Exercise objective
Could you write out the whole listing exactly as it appears?
═══ Record extracts ═══
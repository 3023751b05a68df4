//! What the status bar shows, derived from the current chain status.

use api::chain::BlockNumber;
use api::chain::ChainId;
use api::explorer::explorer_link;
use api::explorer::ExplorerDataType;
use api::gas_price::GasPrice;
use api::gas_price::Gwei;

/// Colour state of the status bar.
#[derive(Clone, Copy, PartialEq, Eq, Debug, Default, strum::EnumIs)]
pub enum Tone {
    #[default]
    Normal,
    /// Never produced in this configuration. The bar has no stale-data check yet.
    Warning,
}

impl Tone {
    pub fn color(&self) -> &'static str {
        match self {
            Tone::Normal => "var(--polling-green)",
            Tone::Warning => "var(--polling-yellow)",
        }
    }
}

/// The connectivity warning next to the bar is switched off.
pub const SHOW_CONNECTIVITY_WARNING: bool = false;

/// Number opacity while the pointer is over the bar.
pub const HOVER_OPACITY: f32 = 0.7;
/// Number opacity during the freshness window.
pub const BREATHE_OPACITY: f32 = 1.0;
/// Number opacity at rest.
pub const IDLE_OPACITY: f32 = 0.5;

/// Opacity of the block number. Hover wins over the freshness pulse.
pub fn number_opacity(breathe: bool, hovering: bool) -> f32 {
    if hovering {
        HOVER_OPACITY
    } else if breathe {
        BREATHE_OPACITY
    } else {
        IDLE_OPACITY
    }
}

/// Display values for one render of the status bar.
#[derive(Clone, PartialEq, Debug)]
pub struct StatusReadout {
    /// `None` hides the gas readout entirely.
    pub gas_gwei: Option<Gwei>,
    /// The block number, or empty while unknown.
    pub block_label: String,
    /// Explorer page for the block, or empty while chain or block is unknown.
    pub explorer_href: String,
    pub tone: Tone,
}

impl StatusReadout {
    pub fn new(
        chain_id: Option<ChainId>,
        block_number: Option<&BlockNumber>,
        gas_price: Option<&GasPrice>,
    ) -> Self {
        let explorer_href = match (chain_id, block_number) {
            (Some(chain_id), Some(block)) => {
                explorer_link(chain_id, &block.to_string(), ExplorerDataType::Block)
            }
            _ => String::new(),
        };

        Self {
            gas_gwei: gas_price.map(GasPrice::to_gwei),
            block_label: block_number.map(ToString::to_string).unwrap_or_default(),
            explorer_href,
            tone: Tone::default(),
        }
    }
}
use serde::{Deserialize, Serialize};

/// Fallback attachment limit when the host supplies no instance value.
pub const DEFAULT_ATTACHMENT_LIMIT: usize = 4;

/// Composer configuration supplied by the hosting application, typically
/// from the instance configuration fetched at session start.
#[derive(Debug, Clone, PartialEq, Eq, Serialize, Deserialize)]
pub struct ComposerConfig {
    /// Maximum attachments per message. Admission-checked before any
    /// upload request is issued.
    #[serde(default = "default_attachment_limit")]
    pub attachment_limit: usize,
}

impl Default for ComposerConfig {
    fn default() -> Self {
        Self {
            attachment_limit: DEFAULT_ATTACHMENT_LIMIT,
        }
    }
}

fn default_attachment_limit() -> usize {
    DEFAULT_ATTACHMENT_LIMIT
}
═══
Response area
repository 3023751b05a68df4
//! What the status bar shows, derived from the current chain status.

use api::chain::BlockNumber;
use api::chain::ChainId;
use api::explorer::explorer_link;
use api::explorer::ExplorerDataType;
use api::gas_price::GasPrice;
use api::gas_price::Gwei;

/// Colour state of the status bar.
#[derive(Clone, Copy, PartialEq, Eq, Debug, Default, strum::EnumIs)]
pub enum Tone {
    #[default]
    Normal,
    /// Never produced in this configuration. The bar has no stale-data check yet.
    Warning,
}

impl Tone {
    pub fn color(&self) -> &'static str {
        match self {
            Tone::Normal => "var(--polling-green)",
            Tone::Warning => "var(--polling-yellow)",
        }
    }
}

/// The connectivity warning next to the bar is switched off.
pub const SHOW_CONNECTIVITY_WARNING: bool = false;

/// Number opacity while the pointer is over the bar.
pub const HOVER_OPACITY: f32 = 0.7;
/// Number opacity during the freshness window.
pub const BREATHE_OPACITY: f32 = 1.0;
/// Number opacity at rest.
pub const IDLE_OPACITY: f32 = 0.5;

/// Opacity of the block number. Hover wins over the freshness pulse.
pub fn number_opacity(breathe: bool, hovering: bool) -> f32 {
    if hovering {
        HOVER_OPACITY
    } else if breathe {
        BREATHE_OPACITY
    } else {
        IDLE_OPACITY
    }
}

/// Display values for one render of the status bar.
#[derive(Clone, PartialEq, Debug)]
pub struct StatusReadout {
    /// `None` hides the gas readout entirely.
    pub gas_gwei: Option<Gwei>,
    /// The block number, or empty while unknown.
    pub block_label: String,
    /// Explorer page for the block, or empty while chain or block is unknown.
    pub explorer_href: String,
    pub tone: Tone,
}

impl StatusReadout {
    pub fn new(
        chain_id: Option<ChainId>,
        block_number: Option<&BlockNumber>,
        gas_price: Option<&GasPrice>,
    ) -> Self {
        let explorer_href = match (chain_id, block_number) {
            (Some(chain_id), Some(block)) => {
                explorer_link(chain_id, &block.to_string(), ExplorerDataType::Block)
            }
            _ => String::new(),
        };

        Self {
            gas_gwei: gas_price.map(GasPrice::to_gwei),
            block_label: block_number.map(ToString::to_string).unwrap_or_default(),
            explorer_href,
            tone: Tone::default(),
        }
    }
}
use serde::{Deserialize, Serialize};

/// Fallback attachment limit when the host supplies no instance value.
pub const DEFAULT_ATTACHMENT_LIMIT: usize = 4;

/// Composer configuration supplied by the hosting application, typically
/// from the instance configuration fetched at session start.
#[derive(Debug, Clone, PartialEq, Eq, Serialize, Deserialize)]
pub struct ComposerConfig {
    /// Maximum attachments per message. Admission-checked before any
    /// upload request is issued.
    #[serde(default = "default_attachment_limit")]
    pub attachment_limit: usize,
}

impl Default for ComposerConfig {
    fn default() -> Self {
        Self {
            attachment_limit: DEFAULT_ATTACHMENT_LIMIT,
        }
    }
}

fn default_attachment_limit() -> usize {
    DEFAULT_ATTACHMENT_LIMIT
}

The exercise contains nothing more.